Il futuro della politica nella Penisola a 5 Stelle...

A risultato elettorale ormai interamente acquisito ci siamo risvegliati in una Penisola Sorrentina a 5 Stelle! E non si tratta di una novità di poco conto! A parte il fatto che la Costiera si è uniformata, sul piano elettorale, a quelli che erano e sono gli umori politici generali del Mezzogiorno d'Italia e del Paese intero, pochi però si aspettavano un risultato così marcatamente in controtendenza rispetto ai tradizionali orientamenti di voto del territorio. Per questo si richiede una riflessione meno superficiale da parte degli attori politico-istituzionali locali perchè la straordinaria flessibilità dimostrata dall'elettorato è frutto di un voto d'opinione che per la prima volta è apparso tanto consistente e refratario alle sollecitazioni della politica locale che pure non sono mancate anche se in maniera contenuta.

Di ciò non se ne può non tener conto perchè gli elettori non hanno lasciato percepire il loro marcato dissapore nei confronti dell'establishment politico-istituzionale, circostanza per la quale non si presagiva una fuga in massa dalle forze tradizionali soprattutto del centro-destra e anche del centro-sinistra. L'assenza di candidature autenticamente locali sicuramente ha influito nell'orientamento di voto, ma bisogna riconoscere che il fenomeno si è manifestato in tale misura da mettere del tutto fuori gioco candidati e partiti. I primi si sono ritrovati nell'agone elettorale senza cognizione di causa. I secondi sono stati assolutamente incapaci e inadeguati a svolgere la propria funzione: il centro-destra per l'assenza di una reale organizzazione territoriale che ha lasciato praticamente alla sola iniziativa dei candidati la sensibilizzazione dell'elettorato; il centro-sinistra, seppur più organizzato, ha ottenuto un voto addirittura "drogato" dalla presenza di un candidato come Manniello che da solo è riuscito comunque a drenare consensi dall'area avversaria, confermando l'assoluta inconsistenza originale del PD sul territorio.
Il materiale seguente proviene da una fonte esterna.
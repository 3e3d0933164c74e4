//! Security headers middleware.
//!
//! Every response gets the same locked-down header set. The CSP is built once
//! at startup (see [`AppState::content_security_policy`]) because `img-src`
//! must name the object storage origin the cat photos are served from.

use axum::{
    extract::{Request, State},
    http::{
        HeaderMap, HeaderName, HeaderValue,
        header::{CACHE_CONTROL, CONTENT_SECURITY_POLICY},
    },
    middleware::Next,
    response::Response,
};

use crate::state::AppState;

/// Browser features the app never uses.
const PERMISSIONS_POLICY: &str = "accelerometer=(), autoplay=(), browsing-topics=(), \
     camera=(), display-capture=(), encrypted-media=(), fullscreen=(), geolocation=(), \
     gyroscope=(), hid=(), idle-detection=(), magnetometer=(), microphone=(), midi=(), \
     payment=(), picture-in-picture=(), publickey-credentials-get=(), screen-wake-lock=(), \
     serial=(), usb=(), web-share=(), xr-spatial-tracking=()";

/// Headers that do not depend on the request.
const FIXED_HEADERS: &[(&str, &str)] = &[
    ("x-frame-options", "DENY"),
    ("x-content-type-options", "nosniff"),
    ("referrer-policy", "same-origin"),
    ("cross-origin-opener-policy", "same-origin"),
    ("cross-origin-resource-policy", "same-origin"),
    // Photos come from a storage origin that sends no CORP headers
    ("cross-origin-embedder-policy", "credentialless"),
    ("x-dns-prefetch-control", "off"),
    ("permissions-policy", PERMISSIONS_POLICY),
];

/// Add security headers to all responses.
///
/// Pages are marked `no-store` since they show a user's own cats; files
/// under `/static` keep whatever caching `ServeDir` chose.
pub async fn security_headers_middleware(
    State(state): State<AppState>,
    request: Request,
    next: Next,
) -> Response {
    let is_static = request.uri().path().starts_with("/static/");
    let mut response = next.run(request).await;

    apply_headers(
        response.headers_mut(),
        state.content_security_policy(),
        is_static,
    );

    response
}

fn apply_headers(headers: &mut HeaderMap, csp: &HeaderValue, is_static: bool) {
    for &(name, value) in FIXED_HEADERS {
        headers.insert(
            HeaderName::from_static(name),
            HeaderValue::from_static(value),
        );
    }
    headers.insert(CONTENT_SECURITY_POLICY, csp.clone());

    if !is_static {
        headers.insert(CACHE_CONTROL, HeaderValue::from_static("no-store"));
    }
}

#[cfg(test)]
mod tests {
    use axum::http::header::{REFERRER_POLICY, X_CONTENT_TYPE_OPTIONS, X_FRAME_OPTIONS};

    use super::*;

    #[test]
    fn test_pages_are_not_cached() {
        let mut headers = HeaderMap::new();
        apply_headers(&mut headers, &HeaderValue::from_static("default-src 'none'"), false);

        assert_eq!(headers[X_FRAME_OPTIONS], "DENY");
        assert_eq!(headers[CONTENT_SECURITY_POLICY], "default-src 'none'");
        assert_eq!(headers[CACHE_CONTROL], "no-store");
        assert_eq!(headers["cross-origin-embedder-policy"], "credentialless");
        assert_eq!(headers[REFERRER_POLICY], "same-origin");
        assert_eq!(headers.len(), FIXED_HEADERS.len() + 2);
    }

    #[test]
    fn test_static_files_keep_cache_control() {
        let mut headers = HeaderMap::new();
        apply_headers(&mut headers, &HeaderValue::from_static("default-src 'none'"), true);

        assert!(!headers.contains_key(CACHE_CONTROL));
        assert_eq!(headers[X_CONTENT_TYPE_OPTIONS], "nosniff");
    }
}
Oggi, per tutti fare i conti con questa nuova rappresentanza parlamentare campana sarà molto difficile, sotto tutti i punti di vista ed è inutile negarselo!
Così come forzatamente cambiano le prospettive di chi già guardava alle prossime elezioni regionali come a una rivincita per le mancate candidature alle politiche. La strada è in salita, in forte salita per tutti: prima lo si comprende, meglio è per tutti!